训练集非均匀性诱导能力的参数化及其对监督学习的影响 (Parametrising the Inhomogeneity Inducing Capacity of a Training Set, and its Impact on Supervised Learning)

We introduce parametrisation of that property of the available training dataset, that necessitates an inhomogeneous correlation structure for the function that is learnt as a model of the relationship between the pair of variables, observations of which comprise the considered training data. We refer to a parametrisation of this property of a given training set, as its ``inhomogeneity parameter''. It is easy to compute this parameter for small-to-large datasets, and we demonstrate such computation on multiple publicly-available datasets, while also demonstrating that conventional ``non-stationarity'' of data does not imply a non-zero inhomogeneity parameter of the dataset. We prove that - within the probabilistic Gaussian Process-based learning approach - a training set with a non-zero inhomogeneity parameter renders it imperative, that the process that is invoked to model the sought function, be non-stationary.
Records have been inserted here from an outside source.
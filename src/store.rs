//! Persistence collaborator for search history and bookmarks.
//!
//! The engine only calls through [`Store`]; storage itself lives in the
//! implementations here (in-memory for tests and ephemeral runs, JSON files
//! under the data directory otherwise).

use std::path::{Path, PathBuf};
use std::sync::Mutex;

use serde::{de::DeserializeOwned, Deserialize, Serialize};
use thiserror::Error;

use crate::apis::Paper;

pub const HISTORY_KEY: &str = "paper_search_recent";
pub const BOOKMARKS_KEY: &str = "paper_search_bookmarks";
pub const HISTORY_LIMIT: usize = 10;

#[derive(Debug, Clone, PartialEq, Eq, Serialize, Deserialize)]
pub struct HistoryEntry {
    pub query: String,
    /// Milliseconds since the Unix epoch.
    pub timestamp: i64,
}

#[derive(Debug, Error)]
pub enum StoreError {
    #[error("I/O error: {0}")]
    Io(#[from] std::io::Error),
    #[error("Invalid stored data: {0}")]
    Json(#[from] serde_json::Error),
    #[error("Store task failed: {0}")]
    Task(#[from] tokio::task::JoinError),
}

pub trait Store: Send + Sync {
    fn load_history(&self) -> Result<Vec<HistoryEntry>, StoreError>;
    fn save_history(&self, entries: &[HistoryEntry]) -> Result<(), StoreError>;
    fn load_bookmarks(&self) -> Result<Vec<Paper>, StoreError>;
    fn save_bookmarks(&self, papers: &[Paper]) -> Result<(), StoreError>;
}

/// Most-recent-first history with `query` moved to the front, capped at
/// `HISTORY_LIMIT`. Blank queries leave the history untouched.
pub fn push_history(mut history: Vec<HistoryEntry>, query: &str, timestamp: i64) -> Vec<HistoryEntry> {
    if query.trim().is_empty() {
        return history;
    }
    history.retain(|e| e.query != query);
    history.insert(
        0,
        HistoryEntry {
            query: query.to_string(),
            timestamp,
        },
    );
    history.truncate(HISTORY_LIMIT);
    history
}

/// Append `paper` unless a bookmark with the same id exists. Returns whether
/// it was added.
pub fn add_bookmark(bookmarks: &mut Vec<Paper>, paper: Paper) -> bool {
    if bookmarks.iter().any(|b| b.id == paper.id) {
        return false;
    }
    bookmarks.push(paper);
    true
}

#[derive(Debug, Default)]
pub struct MemoryStore {
    history: Mutex<Vec<HistoryEntry>>,
    bookmarks: Mutex<Vec<Paper>>,
}

impl MemoryStore {
    pub fn new() -> Self {
        Self::default()
    }
}

impl Store for MemoryStore {
    fn load_history(&self) -> Result<Vec<HistoryEntry>, StoreError> {
        Ok(self.history.lock().unwrap_or_else(|e| e.into_inner()).clone())
    }

    fn save_history(&self, entries: &[HistoryEntry]) -> Result<(), StoreError> {
        *self.history.lock().unwrap_or_else(|e| e.into_inner()) = entries.to_vec();
        Ok(())
    }

    fn load_bookmarks(&self) -> Result<Vec<Paper>, StoreError> {
        Ok(self.bookmarks.lock().unwrap_or_else(|e| e.into_inner()).clone())
    }

    fn save_bookmarks(&self, papers: &[Paper]) -> Result<(), StoreError> {
        *self.bookmarks.lock().unwrap_or_else(|e| e.into_inner()) = papers.to_vec();
        Ok(())
    }
}

/// One pretty-printed JSON file per logical key under `dir`.
#[derive(Debug, Clone)]
pub struct FileStore {
    dir: PathBuf,
}

impl FileStore {
    pub fn new(dir: impl Into<PathBuf>) -> Self {
        Self { dir: dir.into() }
    }

    pub fn dir(&self) -> &Path {
        &self.dir
    }

    fn path(&self, key: &str) -> PathBuf {
        self.dir.join(format!("{}.json", key))
    }

    fn read<T: DeserializeOwned>(&self, key: &str) -> Result<Vec<T>, StoreError> {
        let path = self.path(key);
        if !path.exists() {
            return Ok(Vec::new());
        }
        let text = std::fs::read_to_string(&path)?;
        Ok(serde_json::from_str(&text)?)
    }

    fn write<T: Serialize>(&self, key: &str, items: &[T]) -> Result<(), StoreError> {
        std::fs::create_dir_all(&self.dir)?;
        let json = serde_json::to_string_pretty(items)?;
        std::fs::write(self.path(key), json)?;
        Ok(())
    }
}

impl Store for FileStore {
    fn load_history(&self) -> Result<Vec<HistoryEntry>, StoreError> {
        self.read(HISTORY_KEY)
    }

    fn save_history(&self, entries: &[HistoryEntry]) -> Result<(), StoreError> {
        self.write(HISTORY_KEY, entries)
    }

    fn load_bookmarks(&self) -> Result<Vec<Paper>, StoreError> {
        self.read(BOOKMARKS_KEY)
    }

    fn save_bookmarks(&self, papers: &[Paper]) -> Result<(), StoreError> {
        self.write(BOOKMARKS_KEY, papers)
    }
}

#[cfg(test)]
mod tests {
    use super::*;
    use crate::apis::Source;

    #[test]
    fn test_push_history_moves_repeat_to_front() {
        let h = push_history(Vec::new(), "graphs", 1);
        let h = push_history(h, "trees", 2);
        let h = push_history(h, "graphs", 3);
        let queries: Vec<_> = h.iter().map(|e| e.query.as_str()).collect();
        assert_eq!(queries, vec!["graphs", "trees"]);
        assert_eq!(h[0].timestamp, 3);
    }

    #[test]
    fn test_push_history_caps_and_ignores_blank() {
        let mut h = Vec::new();
        for i in 0..15 {
            h = push_history(h, &format!("q{}", i), i);
        }
        assert_eq!(h.len(), HISTORY_LIMIT);
        assert_eq!(h[0].query, "q14");
        let before = h.clone();
        assert_eq!(push_history(h, "   ", 99), before);
    }

    #[test]
    fn test_add_bookmark_ignores_duplicate_ids() {
        let mut marks = Vec::new();
        assert!(add_bookmark(&mut marks, Paper::new("doaj_1", Source::Doaj)));
        assert!(add_bookmark(&mut marks, Paper::new("doaj_2", Source::Doaj)));
        let mut again = Paper::new("doaj_1", Source::Doaj);
        again.title = "Different title".into();
        assert!(!add_bookmark(&mut marks, again));
        assert_eq!(marks.len(), 2);
        assert_eq!(marks[0].title, crate::apis::NO_TITLE);
    }

    #[test]
    fn test_file_store_round_trip() {
        let dir = tempfile::tempdir().unwrap();
        let store = FileStore::new(dir.path().join("nested"));
        assert!(store.load_history().unwrap().is_empty());

        let history = push_history(Vec::new(), "protein folding", 42);
        store.save_history(&history).unwrap();
        store.save_bookmarks(&[Paper::new("pubmed_9", Source::PubMed)]).unwrap();

        assert!(dir.path().join("nested/paper_search_recent.json").exists());
        assert_eq!(store.load_history().unwrap(), history);
        assert_eq!(store.load_bookmarks().unwrap()[0].id, "pubmed_9");
    }

    #[test]
    fn test_file_store_rejects_corrupt_data() {
        let dir = tempfile::tempdir().unwrap();
        std::fs::write(dir.path().join("paper_search_recent.json"), "{not json").unwrap();
        let store = FileStore::new(dir.path());
        assert!(matches!(store.load_history(), Err(StoreError::Json(_))));
    }
}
Following the learning of a real-world multivariate function with such a Process, quality and reliability of predictions at test inputs, are demonstrated to be affected by the inhomogeneity parameter of the training data.

翻译：我们引入了可用训练数据集属性的参数化，该属性要求学习到的函数（作为所考虑训练数据中变量对之间关系的模型）具有非均匀的相关结构。我们将给定训练集的这一属性参数化称为其“非均匀性参数”。对于小型到大型数据集，该参数易于计算，我们在多个公开可用的数据集上演示了这种计算，同时也证明了数据的传统“非平稳性”并不意味着数据集的非均匀性参数非零。我们证明，在基于概率高斯过程的学习方法中，具有非零非均匀性参数训练集使得用于建模目标函数的过程必须是非平稳的。通过使用此类过程学习真实世界的多元函数后，我们证明了测试输入处预测的质量和可靠性会受到训练数据非均匀性参数的影响。